543 Day Writing Journey

Gummy Smile. Day 382.

Baylee at five

Kindergartners with missing teeth are the cutest little angels, right? We cherish the old pixelated or curling photos of our children with gummy smiles, and look back at how cute they were with gaping holes where their little white pebbles once were.

What we don’t do enough of is talk about how creepy it all is. First of all, there’s blood involved, and pain, and ultimately our freaking teeth actually fall out. It’s a body part!

“Let me wipe the blood off,” I’ve said while holding a paper towel.

“No, you’re going to pull it out!” I’ve had this conversation with a bleeding, drooling, crying child many times.

At least it’s over then, right? No. A sneaky and mysterious little fairy comes next to snatch our body parts from under our pillows. She leaves money which is awesome, but it’s not like we have a say in this organ trade. (Now, I know what a fairy is and always have, but when I was little I thought she was human-size, not little. It wouldn’t have mattered either way. I was freaked out by it. Plus, when someone says fall asleep, I just can’t. Who can?)

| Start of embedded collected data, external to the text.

//! Per-user conversation history
//!
//! Two rules hold for every user's log:
//! - a message carrying tool invocations is followed by the message that
//!   carries their results
//! - the estimated token total stays under the ceiling, unless a single
//!   message alone exceeds it
//!
//! The first rule is repaired on append and enforced again on read; the
//! second is enforced by evicting from the oldest end after every append.

use std::collections::HashMap;
use std::sync::Arc;

use parking_lot::RwLock;

use crate::logging::Logger;
use crate::types::ChatMessage;
use crate::{log_debug, log_info};

use super::tokens::{estimate_tokens, estimate_total};

#[derive(Debug, Default)]
struct Conversation {
    messages: Vec<ChatMessage>,
    token_total: usize,
}

impl Conversation {
    /// Append, first re-inserting the invocation an orphaned result belongs to
    fn push_paired(&mut self, message: ChatMessage) -> bool {
        let mut healed = false;
        if message.has_tool_result() {
            let paired = self
                .messages
                .last()
                .map(|last| last.has_tool_use() && message.answers(last))
                .unwrap_or(false);

            if !paired {
                let invocations = self.messages.iter().rev().filter(|m| m.has_tool_use());
                let clone = invocations
                    .clone()
                    .find(|m| message.answers(m))
                    .or_else(|| invocations.clone().next())
                    .cloned();
                if let Some(invocation) = clone {
                    self.token_total += estimate_tokens(&invocation);
                    self.messages.push(invocation);
                    healed = true;
                }
            }
        }
        self.token_total += estimate_tokens(&message);
        self.messages.push(message);
        healed
    }

    /// Messages with every unanswered invocation and every result without
    /// its invocation removed
    fn paired_messages(&self) -> Vec<&ChatMessage> {
        let mut out: Vec<&ChatMessage> = Vec::with_capacity(self.messages.len());
        for (i, msg) in self.messages.iter().enumerate() {
            if msg.has_tool_use() {
                let answered = self
                    .messages
                    .get(i + 1)
                    .map(|next| next.answers(msg))
                    .unwrap_or(false);
                if !answered {
                    continue;
                }
            }
            if msg.has_tool_result() {
                let after_invocation = out
                    .last()
                    .map(|prev| prev.has_tool_use() && msg.answers(prev))
                    .unwrap_or(false);
                if !after_invocation {
                    continue;
                }
            }
            out.push(msg);
        }
        out
    }
}

/// Take the newest `limit` messages without separating an invocation from its results
fn window<'a>(messages: &[&'a ChatMessage], limit: usize) -> Vec<&'a ChatMessage> {
    let mut taken: Vec<&ChatMessage> = Vec::with_capacity(limit);
    let mut i = messages.len();

    while i > 0 && taken.len() < limit {
        let current = messages[i - 1];

        if current.has_tool_result() && i > 1 && messages[i - 2].has_tool_use() {
            // The pair goes in whole or not at all
            if taken.len() + 2 > limit {
                break;
            }
            taken.push(current);
            taken.push(messages[i - 2]);
            i -= 2;
            continue;
        }

        taken.push(current);
        i -= 1;
    }

    taken.reverse();
    taken
}

/// Conversation history keyed by user id
pub struct HistoryStore {
    conversations: RwLock<HashMap<String, Conversation>>,
    token_ceiling: usize,
    logger: Arc<dyn Logger>,
}

impl HistoryStore {
    /// Create a store whose per-user history is capped at `token_ceiling` estimated tokens
    pub fn new(token_ceiling: usize, logger: Arc<dyn Logger>) -> Self {
        Self {
            conversations: RwLock::new(HashMap::new()),
            token_ceiling,
            logger,
        }
    }

    pub fn token_ceiling(&self) -> usize {
        self.token_ceiling
    }

    /// Append a message, then enforce the token budget
    pub fn append(&self, user_id: &str, message: ChatMessage) {
        self.append_many(user_id, vec![message]);
    }

    /// Append messages in order, then enforce the token budget
    pub fn append_many(&self, user_id: &str, messages: Vec<ChatMessage>) {
        {
            let mut conversations = self.conversations.write();
            let conversation = conversations.entry(user_id.to_string()).or_default();
            for message in messages {
                if conversation.push_paired(message) {
                    log_info!(
                        self.logger,
                        "[HistoryStore] Re-inserted tool invocation ahead of an unpaired result for {}",
                        user_id
                    );
                }
            }
        }
        self.enforce_budget(user_id);
    }

    /// History ready to send to a model
    ///
    /// Invocations without their results are dropped. With `limit`, only the
    /// newest `limit` messages are returned and an invocation/result pair
    /// that does not fit is left out entirely.
    pub fn read(&self, user_id: &str, limit: Option<usize>) -> Vec<ChatMessage> {
        let conversations = self.conversations.read();
        let Some(conversation) = conversations.get(user_id) else {
            return Vec::new();
        };

        let paired = conversation.paired_messages();
        let selected = match limit {
            Some(limit) if limit > 0 => window(&paired, limit),
            _ => paired,
        };
        selected.into_iter().cloned().collect()
    }

    /// Forget a user's history and token accounting
    pub fn reset(&self, user_id: &str) {
        if self.conversations.write().remove(user_id).is_some() {
            log_info!(self.logger, "[HistoryStore] Reset history for {}", user_id);
        }
    }

    /// Evict the oldest messages until the user's history fits the ceiling
    ///
    /// The first message is kept while others remain. An invocation is
    /// evicted together with the result that follows it.
    pub fn enforce_budget(&self, user_id: &str) {
        let mut conversations = self.conversations.write();
        let Some(conversation) = conversations.get_mut(user_id) else {
            return;
        };

        let mut evicted = 0;
        while conversation.token_total > self.token_ceiling && conversation.messages.len() > 1 {
            let pair = conversation.messages[1].has_tool_use()
                && conversation
                    .messages
                    .get(2)
                    .map(|next| next.answers(&conversation.messages[1]))
                    .unwrap_or(false);

            let removed = if pair { 2 } else { 1 };
            conversation.messages.drain(1..1 + removed);
            conversation.token_total = estimate_total(&conversation.messages);
            evicted += removed;
        }

        if evicted > 0 {
            log_debug!(
                self.logger,
                "[HistoryStore] Evicted {} messages for {}, {} tokens remain (ceiling {})",
                evicted,
                user_id,
                conversation.token_total,
                self.token_ceiling
            );
        }
    }

    /// Estimated tokens currently stored for a user
    pub fn token_total(&self, user_id: &str) -> usize {
        self.conversations
            .read()
            .get(user_id)
            .map(|c| c.token_total)
            .unwrap_or(0)
    }

    /// Number of stored messages for a user, including unpaired ones
    pub fn len(&self, user_id: &str) -> usize {
        self.conversations
            .read()
            .get(user_id)
            .map(|c| c.messages.len())
            .unwrap_or(0)
    }

    pub fn is_empty(&self, user_id: &str) -> bool {
        self.len(user_id) == 0
    }
}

What we are left with is a red gaping hole which we cannot leave alone, a couple bucks depending on your family’s social and economical status, and a lifetime of sleepless nights. I mean, if a fairy can come into your room to exchange body parts for money, anything is possible.

I’m all about tradition and the tales we tell our children, but some are scary. Santa Claus is watching you. Really? And don’t even get me started on the Easter Bunny. We have to wonder who we do this for. Is it the kids? Or are we self-serving parents who want a little entertainment and an easy way to sneak candy canes and Chapstick into a tattered stocking?

*Baylee was five when he had his four front teeth removed. The dentist told me I shouldn’t have let him fall asleep while nursing. Talk about trauma!